High Five: Finding Joy in Others' Success

06.01.24 09:48 PM By Peak Mind


I am fan of high fivesIt's not necessarily the high five itself. Though, I find a perfectly executed Top Gun style high five to be extremely satisfying, it's what it represents: taking the time to celebrate a victory with someone. 



Dr. April, my counterpart here at Peak Mind, is, hands down, my favorite person to share good news with. She lights up and is so genuinely thrilled for other's success and good fortune. It amplifies the joy of the moment in ways that are hard to articulate. Trust me. It's awesome.

We were on a zoom call when I told her that my new book was finally out (SQUEAL! Details below). Before I could even finish the sentence, "I'm going to mail you one as soon as I get my copies," she had already ordered one from Amazon. 

Two days later, she Facetimed me the second she opened the package to laugh and cheer and celebrate this big moment. It was so special to me!

And this reaction is not unusual from her. She is the poster child of freudenfreude, a German word for the emotion that encapsulates finding joy in another person's joy or happiness. 

It's not to be confused with schadenfreude.



The polar opposite of finding joy in someone else's joy is schadenfreude, finding pleasure in their pain or misfortune. 

I experienced this the other night hanging out with my newest friend. As he told me that his childhood bully, the kid who made 5th grade a nightmare for him, is now currently in jail, I found myself gleefully exclaiming, "Good!"

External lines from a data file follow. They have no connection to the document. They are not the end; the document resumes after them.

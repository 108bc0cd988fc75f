// src/router/table.rs

use std::fmt;
use std::sync::Arc;

use crate::errors::{Result, WardenError};
use crate::router::HandlerContext;
use crate::router::command::Command;

pub type Handler = Arc<dyn Fn(&mut HandlerContext<'_>, &Command) -> Result<()> + Send + Sync>;

/// One registered verb.
#[derive(Clone)]
pub struct CommandSpec {
    pub verb: &'static str,
    /// Shown after `Usage: ` when too few arguments are given.
    pub usage: &'static str,
    pub min_args: usize,
    pub help: &'static str,
    handler: Handler,
}

impl fmt::Debug for CommandSpec {
    fn fmt(&self, f: &mut fmt::Formatter<'_>) -> fmt::Result {
        f.debug_struct("CommandSpec")
            .field("verb", &self.verb)
            .field("usage", &self.usage)
            .field("min_args", &self.min_args)
            .finish_non_exhaustive()
    }
}

impl CommandSpec {
    pub fn new<F>(
        verb: &'static str,
        usage: &'static str,
        min_args: usize,
        help: &'static str,
        handler: F,
    ) -> Self
    where
        F: Fn(&mut HandlerContext<'_>, &Command) -> Result<()> + Send + Sync + 'static,
    {
        Self {
            verb,
            usage,
            min_args,
            help,
            handler: Arc::new(handler),
        }
    }

    pub fn handler(&self) -> Handler {
        Arc::clone(&self.handler)
    }
}

/// Fixed verb table, registered once at startup. Lookup is case-insensitive;
/// iteration follows registration order.
#[derive(Debug, Clone, Default)]
pub struct CommandTable {
    entries: Vec<CommandSpec>,
}

impl CommandTable {
    pub fn new() -> Self {
        Self::default()
    }

    pub fn register(&mut self, spec: CommandSpec) -> Result<()> {
        if self.get(spec.verb).is_some() {
            return Err(WardenError::ConfigError(format!(
                "verb '{}' registered twice",
                spec.verb
            )));
        }
        self.entries.push(spec);
        Ok(())
    }

    pub fn get(&self, verb: &str) -> Option<&CommandSpec> {
        self.entries
            .iter()
            .find(|spec| spec.verb.eq_ignore_ascii_case(verb))
    }

    pub fn iter(&self) -> impl Iterator<Item = &CommandSpec> {
        self.entries.iter()
    }

    pub fn len(&self) -> usize {
        self.entries.len()
    }

    pub fn is_empty(&self) -> bool {
        self.entries.is_empty()
    }
}
// src/config/model.rs

use std::path::PathBuf;
use std::time::Duration;

use serde::Deserialize;

/// Top-level configuration as read from a TOML file.
///
/// ```toml
/// [supervisor]
/// escalate_after = "1s"
/// default_timeout = "2h"
///
/// [elevation]
/// program = "pkexec"
///
/// [tools]
/// badblocks = "/usr/sbin/badblocks"
/// adb = "adb"
/// tesseract = "/usr/bin/tesseract"
///
/// [identify]
/// strategy_timeout = "10s"
/// deadline = "30s"
/// ```
///
/// All sections are optional and have reasonable defaults. Durations stay
/// strings here; [`ConfigFile`] holds the parsed, validated form.
#[derive(Debug, Clone, Default, Deserialize)]
pub struct RawConfigFile {
    #[serde(default)]
    pub supervisor: RawSupervisorSection,

    #[serde(default)]
    pub elevation: ElevationSection,

    #[serde(default)]
    pub tools: ToolsSection,

    #[serde(default)]
    pub identify: RawIdentifySection,

    #[serde(default)]
    pub session: SessionSection,
}

/// `[supervisor]` section.
#[derive(Debug, Clone, Deserialize)]
pub struct RawSupervisorSection {
    /// Grace period between the terminate signal and a forced kill.
    #[serde(default = "default_escalate_after")]
    pub escalate_after: String,

    /// Timeout applied to process handles that don't carry their own.
    #[serde(default)]
    pub default_timeout: Option<String>,
}

impl Default for RawSupervisorSection {
    fn default() -> Self {
        Self {
            escalate_after: default_escalate_after(),
            default_timeout: None,
        }
    }
}

fn default_escalate_after() -> String {
    "1s".to_string()
}

/// `[elevation]` section: the single privilege-escalation entry point.
#[derive(Debug, Clone, Deserialize)]
pub struct ElevationSection {
    #[serde(default = "default_elevation_program")]
    pub program: String,

    #[serde(default)]
    pub args: Vec<String>,
}

impl Default for ElevationSection {
    fn default() -> Self {
        Self {
            program: default_elevation_program(),
            args: Vec::new(),
        }
    }
}

fn default_elevation_program() -> String {
    "pkexec".to_string()
}

/// `[tools]` section: external executables, by bare name or path.
#[derive(Debug, Clone, Deserialize)]
pub struct ToolsSection {
    #[serde(default = "default_badblocks")]
    pub badblocks: String,
    #[serde(default = "default_smartctl")]
    pub smartctl: String,
    #[serde(default = "default_adb")]
    pub adb: String,
    #[serde(default = "default_mount")]
    pub mount: String,
    #[serde(default = "default_mkdir")]
    pub mkdir: String,
    #[serde(default = "default_tesseract")]
    pub tesseract: String,
}

impl Default for ToolsSection {
    fn default() -> Self {
        Self {
            badblocks: default_badblocks(),
            smartctl: default_smartctl(),
            adb: default_adb(),
            mount: default_mount(),
            mkdir: default_mkdir(),
            tesseract: default_tesseract(),
        }
    }
}

impl ToolsSection {
    /// `(key, value)` pairs, used by validation and `--check` output.
    pub fn entries(&self) -> [(&'static str, &str); 6] {
        [
            ("badblocks", self.badblocks.as_str()),
            ("smartctl", self.smartctl.as_str()),
            ("adb", self.adb.as_str()),
            ("mount", self.mount.as_str()),
            ("mkdir", self.mkdir.as_str()),
            ("tesseract", self.tesseract.as_str()),
        ]
    }
}

fn default_badblocks() -> String {
    "badblocks".to_string()
}
fn default_smartctl() -> String {
    "smartctl".to_string()
}
fn default_adb() -> String {
    "adb".to_string()
}
fn default_mount() -> String {
    "mount".to_string()
}
fn default_mkdir() -> String {
    "mkdir".to_string()
}
fn default_tesseract() -> String {
    "tesseract".to_string()
}

/// `[identify]` section: budgets for the identifier fallback chain.
#[derive(Debug, Clone, Deserialize)]
pub struct RawIdentifySection {
    #[serde(default = "default_strategy_timeout")]
    pub strategy_timeout: String,

    /// Optional wall-clock budget for the whole chain.
    #[serde(default)]
    pub deadline: Option<String>,
}

impl Default for RawIdentifySection {
    fn default() -> Self {
        Self {
            strategy_timeout: default_strategy_timeout(),
            deadline: None,
        }
    }
}

fn default_strategy_timeout() -> String {
    "10s".to_string()
}

/// `[session]` section.
#[derive(Debug, Clone, Default, Deserialize)]
pub struct SessionSection {
    /// Where per-operation scratch files go. Defaults to the system temp dir.
    #[serde(default)]
    pub scratch_dir: Option<PathBuf>,
}

impl SessionSection {
    pub fn scratch_dir(&self) -> PathBuf {
        self.scratch_dir.clone().unwrap_or_else(std::env::temp_dir)
    }
}

/// Validated configuration.
///
/// Construct via `ConfigFile::try_from(raw)` (see `validate.rs`) or
/// [`ConfigFile::default`].
#[derive(Debug, Clone)]
pub struct ConfigFile {
    pub supervisor: SupervisorSettings,
    pub elevation: ElevationSection,
    pub tools: ToolsSection,
    pub identify: IdentifySettings,
    pub session: SessionSection,
}

#[derive(Debug, Clone, Copy, PartialEq, Eq)]
pub struct SupervisorSettings {
    pub escalate_after: Duration,
    pub default_timeout: Option<Duration>,
}

#[derive(Debug, Clone, Copy, PartialEq, Eq)]
pub struct IdentifySettings {
    pub strategy_timeout: Duration,
    pub deadline: Option<Duration>,
}

impl Default for ConfigFile {
    fn default() -> Self {
        Self {
            supervisor: SupervisorSettings {
                escalate_after: Duration::from_secs(1),
                default_timeout: None,
            },
            elevation: ElevationSection::default(),
            tools: ToolsSection::default(),
            identify: IdentifySettings {
                strategy_timeout: Duration::from_secs(10),
                deadline: None,
            },
            session: SessionSection::default(),
        }
    }
}
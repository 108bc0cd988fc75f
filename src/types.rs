// src/types.rs

use std::fmt;
use std::sync::atomic::{AtomicU64, Ordering};

/// Identifier of one Operation (or one fallback-chain run) within a process.
///
/// Ids are allocated from a process-wide counter and never reused.
#[derive(Debug, Clone, Copy, PartialEq, Eq, PartialOrd, Ord, Hash)]
pub struct OperationId(u64);

static NEXT_OPERATION_ID: AtomicU64 = AtomicU64::new(1);

impl OperationId {
    /// Allocate a fresh id.
    pub fn next() -> Self {
        OperationId(NEXT_OPERATION_ID.fetch_add(1, Ordering::Relaxed))
    }

    pub fn get(self) -> u64 {
        self.0
    }
}

impl fmt::Display for OperationId {
    fn fmt(&self, f: &mut fmt::Formatter<'_>) -> fmt::Result {
        write!(f, "op-{}", self.0)
    }
}

/// Which output stream of a child process a line came from.
#[derive(Debug, Clone, Copy, PartialEq, Eq, Hash)]
pub enum StreamKind {
    Stdout,
    Stderr,
}

impl fmt::Display for StreamKind {
    fn fmt(&self, f: &mut fmt::Formatter<'_>) -> fmt::Result {
        match self {
            StreamKind::Stdout => f.write_str("stdout"),
            StreamKind::Stderr => f.write_str("stderr"),
        }
    }
}

/// Name of a session slot holding at most one active entry.
pub type SlotName = &'static str;

/// Slot used by interactive long-running commands (`verify`, `mount`, ...).
pub const INTERACTIVE_SLOT: SlotName = "interactive";
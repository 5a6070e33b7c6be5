use std::borrow::Cow::{self, Borrowed, Owned};

use colored::Colorize;
use rustyline::completion::{Completer, Pair};
use rustyline::highlight::Highlighter;
use rustyline::hint::Hinter;
use rustyline::validate::Validator;
use rustyline::{Context, Helper};

use crate::command::COMMANDS;

/// Completes and hints slash commands.
#[derive(Clone, Default)]
pub struct CliHelper;

impl CliHelper {
    fn matching<'a>(line: &'a str) -> impl Iterator<Item = &'static str> + 'a {
        COMMANDS
            .iter()
            .copied()
            .filter(move |cmd| cmd.starts_with(line))
    }
}

impl Helper for CliHelper {}

impl Completer for CliHelper {
    type Candidate = Pair;

    fn complete(
        &self,
        line: &str,
        pos: usize,
        _ctx: &Context<'_>,
    ) -> rustyline::Result<(usize, Vec<Pair>)> {
        let line = &line[..pos];
        if !line.starts_with('/') || line.contains(' ') {
            return Ok((0, vec![]));
        }

        let candidates = Self::matching(line)
            .map(|cmd| Pair {
                display: cmd.to_string(),
                replacement: cmd.to_string(),
            })
            .collect();
        Ok((0, candidates))
    }
}

impl Highlighter for CliHelper {
    fn highlight<'l>(&self, line: &'l str, _pos: usize) -> Cow<'l, str> {
        if line.starts_with('/') {
            Owned(line.bright_cyan().to_string())
        } else {
            Borrowed(line)
        }
    }

    fn highlight_hint<'h>(&self, hint: &'h str) -> Cow<'h, str> {
        Owned(hint.bright_black().to_string())
    }

    fn highlight_char(&self, _line: &str, _pos: usize, _forced: bool) -> bool {
        true
    }
}

impl Hinter for CliHelper {
    type Hint = String;

    fn hint(&self, line: &str, pos: usize, _ctx: &Context<'_>) -> Option<String> {
        let line = &line[..pos];
        if !line.starts_with('/') || line.contains(' ') {
            return None;
        }

        Self::matching(line)
            .find(|cmd| cmd.len() > line.len())
            .map(|cmd| cmd[line.len()..].to_string())
    }
}

impl Validator for CliHelper {}
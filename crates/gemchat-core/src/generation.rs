//! Interface to the remote text-generation service.
//!
//! The core only knows the two call shapes it needs: a multi-turn chat over
//! the conversation history, and a one-shot prompt made of text and inline
//! image parts. Transport, authentication and wire format live behind
//! [`GenerationBackend`].

use async_trait::async_trait;
use serde::{Deserialize, Serialize};
use thiserror::Error;

use crate::conversation::{GenerationConfig, Message, Sender};

/// Role of a turn as the remote API understands it.
#[derive(Debug, Clone, Copy, PartialEq, Eq, Serialize, Deserialize)]
#[serde(rename_all = "lowercase")]
pub enum TurnRole {
    User,
    Model,
}

impl From<Sender> for TurnRole {
    fn from(sender: Sender) -> Self {
        match sender {
            Sender::User => TurnRole::User,
            Sender::Assistant => TurnRole::Model,
        }
    }
}

/// One text turn of a chat request.
#[derive(Debug, Clone, PartialEq, Eq)]
pub struct ChatTurn {
    pub role: TurnRole,
    pub text: String,
}

impl ChatTurn {
    pub fn new(role: TurnRole, text: impl Into<String>) -> Self {
        Self {
            role,
            text: text.into(),
        }
    }

    /// Maps a history to chat turns, dropping messages with empty content.
    pub fn from_history(history: &[Message]) -> Vec<ChatTurn> {
        history
            .iter()
            .filter(|m| !m.content.is_empty())
            .map(|m| ChatTurn::new(m.sender.into(), m.content.clone()))
            .collect()
    }
}

/// Image bytes ready to be sent inline: base64 payload plus MIME type.
#[derive(Debug, Clone, PartialEq, Eq)]
pub struct InlineImage {
    pub mime_type: String,
    pub data: String,
}

/// One part of a one-shot multimodal prompt.
#[derive(Debug, Clone, PartialEq, Eq)]
pub enum PromptPart {
    Text(String),
    Image(InlineImage),
}

/// Failure of a remote generation call.
///
/// Callers turn these into conversation content instead of propagating them.
#[derive(Error, Debug, Clone, PartialEq)]
pub enum RemoteCallError {
    #[error("Gemini API not initialized. Please set API key and model first.")]
    NotConfigured,

    #[error("HTTP {status}: {message}{}", retry_hint(.retry_after_secs))]
    Http {
        status: u16,
        message: String,
        retry_after_secs: Option<u64>,
    },

    #[error("request failed: {0}")]
    Transport(String),

    #[error("response contained no text")]
    EmptyResponse,

    #[error("invalid request: {0}")]
    InvalidRequest(String),

    #[error("could not read image: {0}")]
    Image(String),
}

fn retry_hint(retry_after_secs: &Option<u64>) -> String {
    match retry_after_secs {
        Some(secs) => format!(" (retry after {secs}s)"),
        None => String::new(),
    }
}

/// A connected generation service bound to one model.
#[async_trait]
pub trait GenerationBackend: Send + Sync {
    /// Multi-turn chat. The last turn is the new user prompt.
    async fn chat(
        &self,
        turns: &[ChatTurn],
        config: &GenerationConfig,
    ) -> Result<String, RemoteCallError>;

    /// One-shot prompt made of text and inline image parts.
    async fn generate(
        &self,
        parts: &[PromptPart],
        config: &GenerationConfig,
    ) -> Result<String, RemoteCallError>;
}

I have a bit of a vengeful streak that shows up to wish bad things on people who hurt those I care about. It's not a good look, but I get it. It stems from a desire to right a wrong and to protect those who matter to me, but I think indulging it beyond a few thoughts right in the moment isn't worthwhile. 

When I take the time to pause and exercise a bit of psychological strength, I can tap into compassion for that bully. I can recognize that, as enticing as it might be to plot revenge, it doesn't actually serve me. Spending a lot of time in that headspace detracts from the quality of my life experience, and it doesn't line up with my values. 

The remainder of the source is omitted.